### TASK REQUIREMENTS
Pick every line out of the entries below that holds the string "hits", and report them.

### PROVIDED DATA
//! Location shuffling: permute which entity each world coordinate unlocks.
use rand::Rng;
use serde::{Deserialize, Serialize};
use std::collections::BTreeMap;

use crate::constants::TOOL_MAJORITY_THRESHOLD;
use crate::entity::EntityId;
use crate::numbers::{round_f64_to_i32, usize_to_f64};

#[derive(Debug, Clone, Copy, PartialEq, Serialize, Deserialize)]
pub struct Position {
    pub x: f64,
    pub y: f64,
    pub z: f64,
}

impl Position {
    #[must_use]
    pub const fn new(x: f64, y: f64, z: f64) -> Self {
        Self { x, y, z }
    }

    #[must_use]
    pub fn is_finite(&self) -> bool {
        self.x.is_finite() && self.y.is_finite() && self.z.is_finite()
    }

    /// Depth below the surface in metres.
    #[must_use]
    pub fn depth(&self) -> f64 {
        self.y.abs()
    }
}

#[derive(Debug, Clone, Copy, PartialEq, Eq, Default, Serialize, Deserialize)]
#[serde(rename_all = "snake_case")]
pub enum LocationKind {
    #[default]
    Databox,
    Wreck,
    Precursor,
    Other,
}

/// A world object that unlocks a blueprint when found.
#[derive(Debug, Clone, PartialEq, Serialize, Deserialize)]
pub struct LocationItem {
    pub unlocks: EntityId,
    pub position: Position,
    #[serde(default)]
    pub kind: LocationKind,
    #[serde(default)]
    pub needs_laser_cutter: bool,
    #[serde(default)]
    pub needs_propulsion_cannon: bool,
}

/// A coordinate (with its access requirements) and the identity it now carries.
#[derive(Debug, Clone, PartialEq, Serialize, Deserialize)]
pub struct LocationAssignment {
    pub unlocks: EntityId,
    pub position: Position,
    pub kind: LocationKind,
    pub needs_laser_cutter: bool,
    pub needs_propulsion_cannon: bool,
}

impl LocationAssignment {
    fn carrying(coordinate: &LocationItem, unlocks: EntityId) -> Self {
        Self {
            unlocks,
            position: coordinate.position,
            kind: coordinate.kind,
            needs_laser_cutter: coordinate.needs_laser_cutter,
            needs_propulsion_cannon: coordinate.needs_propulsion_cannon,
        }
    }
}

#[derive(Debug, Clone, PartialEq, Default, Serialize, Deserialize)]
pub struct ShuffleOutcome {
    pub assignments: Vec<LocationAssignment>,
}

/// Effective unlock requirements of a databox-gated blueprint.
#[derive(Debug, Clone, Copy, PartialEq, Eq, Serialize, Deserialize)]
pub struct DerivedUnlock {
    pub depth: i32,
    pub needs_laser_cutter: bool,
    pub needs_propulsion_cannon: bool,
}

pub struct LocationShuffler;

impl LocationShuffler {
    /// Draw a coordinate without replacement for every identity, in input order.
    pub fn shuffle<R: Rng + ?Sized>(items: &[LocationItem], rng: &mut R) -> ShuffleOutcome {
        let mut remaining: Vec<&LocationItem> = items.iter().collect();
        let mut assignments = Vec::with_capacity(items.len());
        for item in items {
            let index = rng.gen_range(0..remaining.len());
            let coordinate = remaining.swap_remove(index);
            assignments.push(LocationAssignment::carrying(coordinate, item.unlocks.clone()));
        }
        ShuffleOutcome { assignments }
    }

    /// Every coordinate keeps its original identity.
    #[must_use]
    pub fn identity(items: &[LocationItem]) -> ShuffleOutcome {
        ShuffleOutcome {
            assignments: items
                .iter()
                .map(|item| LocationAssignment::carrying(item, item.unlocks.clone()))
                .collect(),
        }
    }

    /// Collapse assignments into per-entity unlock depth and tool requirements.
    ///
    /// Linked identities inherit the derivation of their base tier.
    #[must_use]
    pub fn derive(
        assignments: &[LocationAssignment],
        linked: &BTreeMap<EntityId, EntityId>,
    ) -> BTreeMap<EntityId, DerivedUnlock> {
        let mut grouped: BTreeMap<&EntityId, Vec<&LocationAssignment>> = BTreeMap::new();
        for assignment in assignments {
            grouped
                .entry(&assignment.unlocks)
                .or_default()
                .push(assignment);
        }

        let mut derived: BTreeMap<EntityId, DerivedUnlock> = grouped
            .into_iter()
            .map(|(id, spots)| {
                let count = usize_to_f64(spots.len());
                let mean_depth =
                    spots.iter().map(|spot| spot.position.depth()).sum::<f64>() / count;
                let majority = |flag: fn(&LocationAssignment) -> bool| {
                    let hits = spots.iter().filter(|spot| flag(spot)).count();
                    usize_to_f64(hits) / count >= TOOL_MAJORITY_THRESHOLD
                };
                let unlock = DerivedUnlock {
                    depth: round_f64_to_i32(mean_depth),
                    needs_laser_cutter: majority(|spot| spot.needs_laser_cutter),
                    needs_propulsion_cannon: majority(|spot| spot.needs_propulsion_cannon),
                };
                (id.clone(), unlock)
            })
            .collect();

        for (variant, base) in linked {
            if let Some(unlock) = derived.get(base).copied() {
                derived.insert(variant.clone(), unlock);
            }
        }
        derived
    }
}

#[cfg(test)]
mod tests {
    use super::*;
    use crate::rng::SessionRng;

    fn item(unlocks: &str, y: f64) -> LocationItem {
        LocationItem {
            unlocks: EntityId::new(unlocks),
            position: Position::new(10.0, y, -5.0),
            kind: LocationKind::Databox,
            needs_laser_cutter: false,
            needs_propulsion_cannon: false,
        }
    }

    #[test]
    fn shuffle_is_a_bijection() {
        let items: Vec<LocationItem> = ["a", "b", "c", "d", "e"]
            .iter()
            .enumerate()
            .map(|(i, name)| item(name, -10.0 * f64::from(u32::try_from(i).unwrap() + 1)))
            .collect();
        let mut rng = SessionRng::from_user_seed(99);
        let outcome = LocationShuffler::shuffle(&items, &mut rng);

        let mut ids: Vec<&str> = outcome
            .assignments
            .iter()
            .map(|a| a.unlocks.as_str())
            .collect();
        ids.sort_unstable();
        assert_eq!(ids, vec!["a", "b", "c", "d", "e"]);

        let mut ys: Vec<i32> = outcome
            .assignments
            .iter()
            .map(|a| round_f64_to_i32(a.position.y))
            .collect();
        ys.sort_unstable();
        assert_eq!(ys, vec![-50, -40, -30, -20, -10]);
        assert_eq!(rng.draws(), 5);
    }

    #[test]
    fn tool_flags_travel_with_coordinates() {
        let mut items = vec![item("a", -10.0), item("b", -300.0)];
        items[1].needs_laser_cutter = true;
        let mut rng = SessionRng::from_user_seed(3);
        let outcome = LocationShuffler::shuffle(&items, &mut rng);
        for assignment in &outcome.assignments {
            let deep = assignment.position.depth() > 100.0;
            assert_eq!(assignment.needs_laser_cutter, deep);
        }
    }

    #[test]
    fn derived_depth_is_rounded_mean() {
        let items = vec![item("a", -100.0), item("a", -150.0), item("a", -200.0)];
        let derived =
            LocationShuffler::derive(&LocationShuffler::identity(&items).assignments, &BTreeMap::new());
        let unlock = derived[&EntityId::new("a")];
        assert_eq!(unlock.depth, 150);
        assert!(!unlock.needs_laser_cutter);
    }

    #[test]
    fn majority_flags_and_linked_inheritance() {
        let mut items = vec![item("base", -50.0), item("base", -70.0)];
        items[0].needs_propulsion_cannon = true;
        let linked = BTreeMap::from([(EntityId::new("variant"), EntityId::new("base"))]);
        let derived = LocationShuffler::derive(&LocationShuffler::identity(&items).assignments, &linked);
        let base = derived[&EntityId::new("base")];
        assert!(base.needs_propulsion_cannon);
        assert_eq!(base.depth, 60);
        assert_eq!(derived[&EntityId::new("variant")], base);
    }
}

### THE ANSWER
                    let hits = spots.iter().filter(|spot| flag(spot)).count();
                    usize_to_f64(hits) / count >= TOOL_MAJORITY_THRESHOLD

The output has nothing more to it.